RaiderSec: Introducing dumpmon: A Twitter-bot that Monitors Paste-Sites for Account/Database Dumps and Other Interesting Content

Thursday, March 28, 2013

Introducing dumpmon: A Twitter-bot that Monitors Paste-Sites for Account/Database Dumps and Other Interesting Content

TL;DR

I created a Twitter-bot which monitors multiple paste sites for different types of content (account/database dumps, network device configuration files, etc.). You can find it on Twitter and on Github.

Introduction

Paste-sites such as Pastebin, Pastie, Slexy, and many others offer users (often anonymously) the ability to upload raw text of their choice. This is helpful in many scenarios, such as sending a crash report to someone or pasting temporary code. However, in addition to some people not being careful with what they upload (leaving passwords and other sensitive data in the text), attackers have been starting to use these sites to share post-compromise data, including user account data, database dumps, URLs of compromised sites, and more.

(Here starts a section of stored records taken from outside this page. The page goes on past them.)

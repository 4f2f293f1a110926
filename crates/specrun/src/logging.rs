//! Diagnostic logging for the runner itself.
//!
//! Report lines go to stdout through [`Reporter`](crate::report::Reporter);
//! runner diagnostics are `tracing` events on stderr, filtered by `SPECRUN_LOG`
//! (`EnvFilter` syntax, e.g. `SPECRUN_LOG=specrun=debug`).

use tracing_subscriber::EnvFilter;

use crate::config::LOG_ENV;

/// Install a stderr `fmt` subscriber. Does nothing if one is already set.
pub fn init() {
    let filter = EnvFilter::try_from_env(LOG_ENV).unwrap_or_else(|_| EnvFilter::new("warn"));
    let _ = tracing_subscriber::fmt()
        .with_env_filter(filter)
        .with_writer(std::io::stderr)
        .with_target(false)
        .try_init();
}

Since there are so many users uploading text to these sites, it's often difficult to find these interesting files manually. While techniques such as Google Alerts can be applied, the results are often a day or two old and are sometimes deleted. This prompted me to create a tool which monitors these sites in "real-time" (less than a minute of delay for the slowest sites) for specific expressions, and then automatically rank, aggregate, and post these results to Twitter for further analysis. I call this tool DumpMon.

Similar Tools

There are a couple of similar tools available which do essentially the same thing as dumpmon - with just a few key differences:

@PastebinLeaks - with its last tweet on December 16, 2011, PastebinLeaks no longer appears to provide pastebin monitoring. However, I really like how it integrated quite a few different expressions, such as one for HTTP passwords, Cisco and Juniper configuration files, etc. Unfortunately, as far as I can tell PastebinLeaks is closed-source.
@PastebinDorks - This bot (intentionally closed-source, still in "alpha") is still active and posts a few tweets per day. This bot appears to be primarily concerned with account credential dumps. I think the idea of assigning a numerical rank to a tweet could help determine the usefulness of a paste, but it makes the actual data found unclear.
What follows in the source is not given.